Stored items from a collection
■ ■ ■

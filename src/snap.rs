//! Terminal capture-and-analyze flow: drive a camera session to a confirmed
//! still, submit it, and render the interpreted summary.

use std::sync::Arc;

use anyhow::{Context, Result};

use crate::analysis::{self, HealthRating};
use crate::models::{ImageBlob, ParsedSummary};
use crate::services::{AnalyzeClient, GeminiClient, SettingsStore, VisionService};

/// Capture a photo from the camera, analyze it and print the summary.
pub async fn run() -> Result<()> {
    let settings = SettingsStore::load_default()?;
    let vision = pick_vision_service(&settings).await?;

    let image = capture_image()?;
    log::info!("🖼️ Confirmed capture {} ({} bytes)", image.filename(), image.len());

    analyze_and_render(vision, &image).await
}

/// Analyze an existing image file (the upload path) and print the summary.
pub async fn run_file(path: &str) -> Result<()> {
    let settings = SettingsStore::load_default()?;
    let vision = pick_vision_service(&settings).await?;

    let image = ImageBlob::from_path(path)
        .with_context(|| format!("Failed to read image file: {}", path))?;

    analyze_and_render(vision, &image).await
}

async fn analyze_and_render(vision: Arc<dyn VisionService>, image: &ImageBlob) -> Result<()> {
    println!("\n⏳ Analyzing {} ...", image.filename());

    let analysis_text = vision.analyze_food_image(image).await?;
    let summary = analysis::parse(&analysis_text);
    let rating = analysis::rate_items(&summary.food_items);

    println!("{}", format_summary(&summary, &rating));
    Ok(())
}

/// Remote when an analysis server URL is configured, direct Gemini otherwise.
async fn pick_vision_service(settings: &SettingsStore) -> Result<Arc<dyn VisionService>> {
    if let Some(url) = std::env::var("CALORIES_ADVISOR_URL")
        .ok()
        .filter(|u| !u.is_empty())
    {
        log::info!("🌐 Using analysis server at {}", url);
        let client =
            AnalyzeClient::new(url).with_credentials(settings.api_key(), Some(settings.model()));
        // Fail before opening the camera, not after.
        client.check_health().await?;
        Ok(Arc::new(client))
    } else {
        let api_key = settings.api_key().context(
            "No API key configured. Run `calories-advisor settings set-key <KEY>` \
             or set GEMINI_API_KEY.",
        )?;
        Ok(Arc::new(GeminiClient::new(api_key, settings.model())))
    }
}

#[cfg(feature = "camera")]
fn capture_image() -> Result<ImageBlob> {
    use crate::capture::backend::NokhwaBackend;
    use crate::capture::CaptureController;

    let mut session = CaptureController::new(Box::new(NokhwaBackend::new()));

    for device in session.list_devices() {
        log::debug!("📷 Device {}: {}", device.index, device.label);
    }

    while let Err(e) = session.open() {
        eprintln!("❌ {}", e.user_message());
        if prompt("Try again? [y/N]: ")? != "y" {
            anyhow::bail!("{}", e.user_message());
        }
    }
    log::debug!(
        "Capture session {:?} (stream active: {})",
        session.state(),
        session.stream_active()
    );

    loop {
        let choice = if session.can_switch() {
            prompt("📷 Camera live. [c]apture / [s]witch camera / [q]uit: ")?
        } else {
            prompt("📷 Camera live. [c]apture / [q]uit: ")?
        };

        match choice.as_str() {
            "c" => {
                session.capture()?;
                if let Some(still) = session.still() {
                    println!("✅ Captured {}x{}", still.width, still.height);
                }

                match prompt("[u]se this image / [r]etake / [q]uit: ")?.as_str() {
                    "u" => {
                        let blob = session.confirm()?;
                        return Ok(blob);
                    }
                    "r" => {
                        if let Err(e) = session.retake() {
                            eprintln!("❌ {}", e.user_message());
                            session.close();
                            anyhow::bail!("{}", e.user_message());
                        }
                    }
                    _ => {
                        session.close();
                        anyhow::bail!("Capture cancelled");
                    }
                }
            }
            "s" => {
                if let Err(e) = session.switch_camera() {
                    eprintln!("❌ {}", e.user_message());
                }
            }
            "q" => {
                session.close();
                anyhow::bail!("Capture cancelled");
            }
            _ => {}
        }
    }
}

#[cfg(not(feature = "camera"))]
fn capture_image() -> Result<ImageBlob> {
    anyhow::bail!("This build has no camera support; rebuild with the `camera` feature enabled")
}

#[cfg(feature = "camera")]
fn prompt(text: &str) -> Result<String> {
    use std::io::Write;

    print!("{}", text);
    std::io::stdout().flush()?;
    let mut line = String::new();
    std::io::stdin().read_line(&mut line)?;
    Ok(line.trim().to_lowercase())
}

/// Render a parsed summary for the terminal.
fn format_summary(summary: &ParsedSummary, rating: &HealthRating) -> String {
    let mut out = String::from("\n📊 *Analysis Complete*\n\n");

    out.push_str(&format!("🍽️ Food Items: {}\n", summary.food_items.len()));
    for (i, item) in summary.food_items.iter().enumerate() {
        out.push_str(&format!("   {}. {} • {} cal\n", i + 1, item.name, item.calories));
    }

    let total = if summary.total_calories.is_empty() {
        "N/A"
    } else {
        summary.total_calories.as_str()
    };
    out.push_str(&format!("\n🔥 Total Calories: {}\n", total));

    out.push_str(&format!("{} {}", rating.stars(), rating.label));
    if let Some(note) = rating.note {
        out.push_str(&format!(" ({})", note));
    }
    out.push('\n');

    if !summary.health_note.is_empty() {
        out.push_str(&format!("\n❤️ {}\n", summary.health_note));
    }
    if !summary.macronutrients.is_empty() {
        out.push_str(&format!("🥗 {}\n", summary.macronutrients));
    }
    if !summary.recommendation.is_empty() {
        out.push_str(&format!("💡 {}\n", summary.recommendation));
    }

    out.push_str(&format!("\n--- Full analysis ---\n{}\n", summary.raw_analysis));
    out
}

■ ■ ■

## Problem to solve:
Before answering, count every line of the data that holds the word "GeminiClient"; the reply is that number only.

## Solution for this task:
2